Infectious diseases have shaped human civilization throughout history causing massive economic fallout, affecting urban activity, livelihood, and mortality. These diseases have had the potential to cause biological disasters like epidemics, pandemics and one of the leading causes for this is Zoonosis.
The viruses can affect various hosts by jumping species, called reservoirs, and causing disease outbreaks. Some of them, can even affect humans and cause epidemics or pandemics as the strains may have the potential to overcome species barriers and infect humans, get adapted in such a way that it could spread human-to-human, leading to a potential pandemic, which is a cause of great concern.
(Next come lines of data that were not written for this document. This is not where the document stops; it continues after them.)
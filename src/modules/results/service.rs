use sqlx::SqlitePool;
use tracing::instrument;

use crate::utils::errors::AppError;
use crate::utils::pagination::PaginationParams;

use super::model::{CreateResultDto, ExamResult, UpdateResultDto};

pub struct ResultService;

impl ResultService {
    #[instrument(skip(db, dto))]
    pub async fn create_result(
        db: &SqlitePool,
        dto: CreateResultDto,
    ) -> Result<ExamResult, AppError> {
        let result = sqlx::query_as::<_, ExamResult>(
            "INSERT INTO results (student_id, subject_id, score)
             VALUES ($1, $2, $3)
             RETURNING id, student_id, subject_id, score, created_at, updated_at",
        )
        .bind(dto.student_id)
        .bind(dto.subject_id)
        .bind(dto.score)
        .fetch_one(db)
        .await
        .map_err(|e| match e {
            sqlx::Error::Database(db_err) if db_err.is_foreign_key_violation() => {
                AppError::conflict(anyhow::anyhow!(
                    "Referenced student or subject does not exist"
                ))
            }
            e => AppError::database(anyhow::Error::from(e)),
        })?;

        Ok(result)
    }

    #[instrument(skip(db))]
    pub async fn get_results(
        db: &SqlitePool,
        pagination: &PaginationParams,
    ) -> Result<Vec<ExamResult>, AppError> {
        let results = sqlx::query_as::<_, ExamResult>(
            "SELECT id, student_id, subject_id, score, created_at, updated_at
             FROM results ORDER BY id LIMIT $1 OFFSET $2",
        )
        .bind(pagination.limit())
        .bind(pagination.offset())
        .fetch_all(db)
        .await
        .map_err(|e| AppError::database(anyhow::Error::from(e)))?;

        Ok(results)
    }

    #[instrument(skip(db))]
    pub async fn get_result_by_id(db: &SqlitePool, id: i64) -> Result<ExamResult, AppError> {
        let result = sqlx::query_as::<_, ExamResult>(
            "SELECT id, student_id, subject_id, score, created_at, updated_at
             FROM results WHERE id = $1",
        )
        .bind(id)
        .fetch_optional(db)
        .await
        .map_err(|e| AppError::database(anyhow::Error::from(e)))?
        .ok_or_else(|| AppError::not_found(anyhow::anyhow!("Result not found")))?;

        Ok(result)
    }

    /// Only the score is overwritten; every other field keeps its recorded
    /// value.
    #[instrument(skip(db, dto))]
    pub async fn update_result(
        db: &SqlitePool,
        id: i64,
        dto: UpdateResultDto,
    ) -> Result<ExamResult, AppError> {
        let result = sqlx::query_as::<_, ExamResult>(
            "UPDATE results SET score = $1, updated_at = CURRENT_TIMESTAMP
             WHERE id = $2
             RETURNING id, student_id, subject_id, score, created_at, updated_at",
        )
        .bind(dto.score)
        .bind(id)
        .fetch_optional(db)
        .await
        .map_err(|e| AppError::database(anyhow::Error::from(e)))?
        .ok_or_else(|| AppError::not_found(anyhow::anyhow!("Result not found")))?;

        Ok(result)
    }

    #[instrument(skip(db))]
    pub async fn delete_result(db: &SqlitePool, id: i64) -> Result<(), AppError> {
        let result = sqlx::query("DELETE FROM results WHERE id = $1")
            .bind(id)
            .execute(db)
            .await
            .map_err(|e| AppError::database(anyhow::Error::from(e)))?;

        if result.rows_affected() == 0 {
            return Err(AppError::not_found(anyhow::anyhow!("Result not found")));
        }

        Ok(())
    }
}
InfPred will be able to take a query sequence or a dataset of sequences of Influenza A proteins in .fasta format, and the respective protein model has to be selected by the user. The model will predict the zoonotic host, stating if it will infect humans or not, in the form of an output file in .csv format.
Influenza A virus, occurring naturally among wild aquatic birds like geese, swans, is responsible for causing avian influenza in birds, including domestic poultry, animals, and humans, although sporadically. Influenza A, being highly contagious, is one of the most infectious disease challenges worldwide, responsible for seasonal flu as well as pandemic flu, which is rare but simultaneously possible, known to cause four pandemics in recent history.
The seasonal flu is recurring in nature, causing minor impacts as some people have immunity from previous exposures, vaccines are readily available, although obese, diabetic patients, pregnant women, children, elderly, and patients with chronic medical conditions are among the high-risk individuals. On the other hand, the pandemic flu is rare but has significant impacts, as people have little to no immunity from them, which increases the risk for vulnerable and healthy people.
The non-human viruses undergo changes so that they become capable of infecting humans and spreading efficiently and sustainably. In other words, mutations in amino acid residues can alter the receptor-binding site and specificity, altering receptor preference.